[Collected data entries]
###
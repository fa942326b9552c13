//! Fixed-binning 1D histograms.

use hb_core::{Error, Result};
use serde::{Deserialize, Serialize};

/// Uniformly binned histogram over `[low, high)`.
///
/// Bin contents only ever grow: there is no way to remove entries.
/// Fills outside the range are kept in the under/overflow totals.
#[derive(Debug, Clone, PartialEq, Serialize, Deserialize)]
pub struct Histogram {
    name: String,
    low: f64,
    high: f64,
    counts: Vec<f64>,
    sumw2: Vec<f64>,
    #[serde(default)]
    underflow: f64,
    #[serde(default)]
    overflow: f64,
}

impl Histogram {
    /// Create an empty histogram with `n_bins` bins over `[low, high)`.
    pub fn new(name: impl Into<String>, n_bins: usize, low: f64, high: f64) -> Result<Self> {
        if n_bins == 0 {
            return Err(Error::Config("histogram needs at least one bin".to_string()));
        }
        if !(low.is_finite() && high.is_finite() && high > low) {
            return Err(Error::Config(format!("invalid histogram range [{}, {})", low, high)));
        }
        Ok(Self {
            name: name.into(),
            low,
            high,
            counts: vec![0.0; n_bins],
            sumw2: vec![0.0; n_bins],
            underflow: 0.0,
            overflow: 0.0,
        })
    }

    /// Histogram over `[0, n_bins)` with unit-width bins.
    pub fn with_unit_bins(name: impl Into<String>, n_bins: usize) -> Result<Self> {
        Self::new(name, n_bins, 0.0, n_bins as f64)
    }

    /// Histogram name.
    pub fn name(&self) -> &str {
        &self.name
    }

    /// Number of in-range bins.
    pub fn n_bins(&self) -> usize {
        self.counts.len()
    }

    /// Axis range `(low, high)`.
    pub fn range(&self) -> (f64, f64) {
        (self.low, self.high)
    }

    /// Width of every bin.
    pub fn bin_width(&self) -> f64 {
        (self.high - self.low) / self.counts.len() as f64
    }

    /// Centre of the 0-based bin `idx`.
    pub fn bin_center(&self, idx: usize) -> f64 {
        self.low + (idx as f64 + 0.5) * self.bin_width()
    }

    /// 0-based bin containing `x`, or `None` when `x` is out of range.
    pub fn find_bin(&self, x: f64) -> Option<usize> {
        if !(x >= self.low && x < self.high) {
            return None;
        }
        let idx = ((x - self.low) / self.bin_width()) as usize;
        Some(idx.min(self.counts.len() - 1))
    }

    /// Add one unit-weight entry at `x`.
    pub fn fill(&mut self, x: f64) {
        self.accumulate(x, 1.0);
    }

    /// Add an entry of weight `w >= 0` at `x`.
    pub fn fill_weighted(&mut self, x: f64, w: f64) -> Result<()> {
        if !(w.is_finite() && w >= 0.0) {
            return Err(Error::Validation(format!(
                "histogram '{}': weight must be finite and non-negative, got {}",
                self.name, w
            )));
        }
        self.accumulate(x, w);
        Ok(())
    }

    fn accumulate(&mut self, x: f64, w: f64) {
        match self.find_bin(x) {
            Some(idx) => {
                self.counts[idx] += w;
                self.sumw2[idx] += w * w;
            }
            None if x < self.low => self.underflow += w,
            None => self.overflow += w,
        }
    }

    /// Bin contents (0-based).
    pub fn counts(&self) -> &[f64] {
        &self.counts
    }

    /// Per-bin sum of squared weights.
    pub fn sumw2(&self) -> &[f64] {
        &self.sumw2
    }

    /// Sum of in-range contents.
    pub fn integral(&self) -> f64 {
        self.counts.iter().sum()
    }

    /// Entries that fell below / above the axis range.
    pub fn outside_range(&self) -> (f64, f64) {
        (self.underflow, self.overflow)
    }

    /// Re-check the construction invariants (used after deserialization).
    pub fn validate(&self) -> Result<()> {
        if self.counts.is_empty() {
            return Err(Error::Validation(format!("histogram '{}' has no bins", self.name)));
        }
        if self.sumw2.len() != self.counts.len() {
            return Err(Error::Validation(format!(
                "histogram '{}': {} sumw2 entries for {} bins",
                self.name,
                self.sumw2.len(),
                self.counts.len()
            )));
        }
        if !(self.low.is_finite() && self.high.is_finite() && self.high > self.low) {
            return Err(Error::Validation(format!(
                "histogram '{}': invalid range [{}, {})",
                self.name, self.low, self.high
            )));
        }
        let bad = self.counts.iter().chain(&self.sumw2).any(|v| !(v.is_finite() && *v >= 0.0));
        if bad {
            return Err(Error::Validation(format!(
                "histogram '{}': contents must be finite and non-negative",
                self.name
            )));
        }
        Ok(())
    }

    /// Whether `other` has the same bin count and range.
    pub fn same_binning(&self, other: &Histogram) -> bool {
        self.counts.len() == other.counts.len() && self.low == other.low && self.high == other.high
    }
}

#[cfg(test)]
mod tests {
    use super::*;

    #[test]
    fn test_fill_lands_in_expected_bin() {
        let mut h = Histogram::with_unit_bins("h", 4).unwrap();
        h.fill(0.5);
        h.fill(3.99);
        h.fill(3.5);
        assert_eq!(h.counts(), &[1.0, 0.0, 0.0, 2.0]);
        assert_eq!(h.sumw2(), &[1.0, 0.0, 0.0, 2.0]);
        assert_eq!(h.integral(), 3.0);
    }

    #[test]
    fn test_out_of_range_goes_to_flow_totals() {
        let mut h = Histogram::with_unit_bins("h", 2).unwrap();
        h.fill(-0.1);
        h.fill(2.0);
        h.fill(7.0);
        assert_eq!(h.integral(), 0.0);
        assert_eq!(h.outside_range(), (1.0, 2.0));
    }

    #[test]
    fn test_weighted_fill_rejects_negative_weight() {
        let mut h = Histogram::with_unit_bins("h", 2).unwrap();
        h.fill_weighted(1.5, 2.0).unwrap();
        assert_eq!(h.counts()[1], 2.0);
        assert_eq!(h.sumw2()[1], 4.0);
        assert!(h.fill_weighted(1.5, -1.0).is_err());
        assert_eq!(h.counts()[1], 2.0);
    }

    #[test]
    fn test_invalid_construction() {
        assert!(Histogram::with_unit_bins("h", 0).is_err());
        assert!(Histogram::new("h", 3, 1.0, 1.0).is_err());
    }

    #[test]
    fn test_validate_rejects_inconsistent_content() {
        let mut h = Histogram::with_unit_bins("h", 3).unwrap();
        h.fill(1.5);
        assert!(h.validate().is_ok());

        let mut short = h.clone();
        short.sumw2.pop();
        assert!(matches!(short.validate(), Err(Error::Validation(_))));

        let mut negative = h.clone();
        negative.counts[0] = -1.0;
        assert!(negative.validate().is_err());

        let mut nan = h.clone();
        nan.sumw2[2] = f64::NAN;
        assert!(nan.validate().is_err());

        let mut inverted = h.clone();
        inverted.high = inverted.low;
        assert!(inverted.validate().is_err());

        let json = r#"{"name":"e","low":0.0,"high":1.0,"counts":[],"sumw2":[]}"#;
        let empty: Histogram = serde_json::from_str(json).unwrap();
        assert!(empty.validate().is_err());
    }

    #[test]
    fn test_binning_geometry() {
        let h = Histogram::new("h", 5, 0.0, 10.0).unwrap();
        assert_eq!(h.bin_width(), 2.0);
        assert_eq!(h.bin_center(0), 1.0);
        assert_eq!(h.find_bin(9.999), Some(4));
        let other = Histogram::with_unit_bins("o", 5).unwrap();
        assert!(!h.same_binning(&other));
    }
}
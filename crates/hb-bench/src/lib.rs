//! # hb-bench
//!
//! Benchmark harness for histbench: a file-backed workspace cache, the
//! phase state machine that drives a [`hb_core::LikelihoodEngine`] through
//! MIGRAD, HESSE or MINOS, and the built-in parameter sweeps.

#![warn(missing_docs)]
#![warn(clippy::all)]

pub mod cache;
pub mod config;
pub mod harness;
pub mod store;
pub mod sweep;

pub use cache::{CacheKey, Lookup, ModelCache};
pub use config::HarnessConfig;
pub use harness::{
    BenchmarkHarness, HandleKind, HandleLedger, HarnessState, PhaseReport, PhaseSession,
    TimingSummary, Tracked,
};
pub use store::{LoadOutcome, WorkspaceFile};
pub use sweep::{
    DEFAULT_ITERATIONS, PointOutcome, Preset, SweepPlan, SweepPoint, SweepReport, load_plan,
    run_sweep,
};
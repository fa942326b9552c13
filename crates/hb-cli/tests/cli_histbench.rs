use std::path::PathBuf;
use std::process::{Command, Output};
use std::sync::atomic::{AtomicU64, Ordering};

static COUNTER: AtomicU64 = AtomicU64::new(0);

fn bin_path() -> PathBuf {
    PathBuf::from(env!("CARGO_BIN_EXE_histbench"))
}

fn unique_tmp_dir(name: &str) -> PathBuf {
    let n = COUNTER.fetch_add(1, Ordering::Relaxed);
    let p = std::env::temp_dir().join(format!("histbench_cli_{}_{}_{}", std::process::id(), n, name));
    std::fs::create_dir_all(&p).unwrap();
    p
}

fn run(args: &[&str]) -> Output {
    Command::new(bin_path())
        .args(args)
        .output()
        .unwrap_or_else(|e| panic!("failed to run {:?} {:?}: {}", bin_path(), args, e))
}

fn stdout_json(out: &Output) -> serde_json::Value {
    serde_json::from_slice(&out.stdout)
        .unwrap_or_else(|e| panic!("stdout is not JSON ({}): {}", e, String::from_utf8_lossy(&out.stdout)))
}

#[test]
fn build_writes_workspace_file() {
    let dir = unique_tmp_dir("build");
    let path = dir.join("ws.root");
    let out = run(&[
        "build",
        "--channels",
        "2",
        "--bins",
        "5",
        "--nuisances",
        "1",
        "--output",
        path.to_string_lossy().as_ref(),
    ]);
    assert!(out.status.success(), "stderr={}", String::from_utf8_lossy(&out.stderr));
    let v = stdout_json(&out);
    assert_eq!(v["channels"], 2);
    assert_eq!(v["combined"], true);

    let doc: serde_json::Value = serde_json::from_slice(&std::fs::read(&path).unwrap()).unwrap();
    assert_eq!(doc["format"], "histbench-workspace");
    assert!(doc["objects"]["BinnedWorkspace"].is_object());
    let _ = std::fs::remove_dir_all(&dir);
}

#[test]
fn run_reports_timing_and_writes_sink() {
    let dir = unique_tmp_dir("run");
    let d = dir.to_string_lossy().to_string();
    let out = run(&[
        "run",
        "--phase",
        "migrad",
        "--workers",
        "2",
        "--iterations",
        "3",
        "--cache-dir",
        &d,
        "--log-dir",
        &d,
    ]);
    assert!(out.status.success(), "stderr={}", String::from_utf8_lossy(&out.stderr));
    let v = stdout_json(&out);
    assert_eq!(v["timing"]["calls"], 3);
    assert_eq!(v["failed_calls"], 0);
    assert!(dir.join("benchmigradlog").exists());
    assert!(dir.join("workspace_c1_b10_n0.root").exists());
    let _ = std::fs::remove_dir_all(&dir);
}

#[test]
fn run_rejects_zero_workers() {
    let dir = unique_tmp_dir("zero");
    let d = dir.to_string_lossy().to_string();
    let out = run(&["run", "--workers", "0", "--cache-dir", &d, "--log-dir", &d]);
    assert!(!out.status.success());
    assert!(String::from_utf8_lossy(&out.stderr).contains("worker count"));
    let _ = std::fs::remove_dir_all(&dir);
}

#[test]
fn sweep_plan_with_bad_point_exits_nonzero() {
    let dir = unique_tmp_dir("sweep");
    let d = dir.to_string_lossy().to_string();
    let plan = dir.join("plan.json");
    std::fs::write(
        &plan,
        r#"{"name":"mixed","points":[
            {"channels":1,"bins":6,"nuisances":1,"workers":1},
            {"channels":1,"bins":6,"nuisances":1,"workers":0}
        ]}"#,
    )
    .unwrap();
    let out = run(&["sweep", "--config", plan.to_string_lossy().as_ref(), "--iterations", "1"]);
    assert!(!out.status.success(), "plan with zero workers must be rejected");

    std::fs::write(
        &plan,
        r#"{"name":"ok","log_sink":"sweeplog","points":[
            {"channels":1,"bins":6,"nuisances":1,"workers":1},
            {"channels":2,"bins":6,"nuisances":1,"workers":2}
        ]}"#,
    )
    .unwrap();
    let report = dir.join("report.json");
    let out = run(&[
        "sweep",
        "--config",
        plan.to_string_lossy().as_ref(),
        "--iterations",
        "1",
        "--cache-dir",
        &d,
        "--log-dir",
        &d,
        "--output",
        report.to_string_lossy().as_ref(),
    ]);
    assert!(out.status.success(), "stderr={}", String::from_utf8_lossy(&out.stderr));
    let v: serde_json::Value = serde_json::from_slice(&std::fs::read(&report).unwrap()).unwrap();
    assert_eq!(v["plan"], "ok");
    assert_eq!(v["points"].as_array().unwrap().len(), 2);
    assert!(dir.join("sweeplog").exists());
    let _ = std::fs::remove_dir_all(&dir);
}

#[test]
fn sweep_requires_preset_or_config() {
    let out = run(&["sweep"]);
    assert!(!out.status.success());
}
###
◆ Exercise aim ◆
Begin with the first line of the records and finish with the line containing "to remove entries.". Reproduce those lines exactly, both ends included, and nothing else.

◆ Task output ◆
repository fa942326b9552c13
//! Fixed-binning 1D histograms.

use hb_core::{Error, Result};
use serde::{Deserialize, Serialize};

/// Uniformly binned histogram over `[low, high)`.
///
/// Bin contents only ever grow: there is no way to remove entries.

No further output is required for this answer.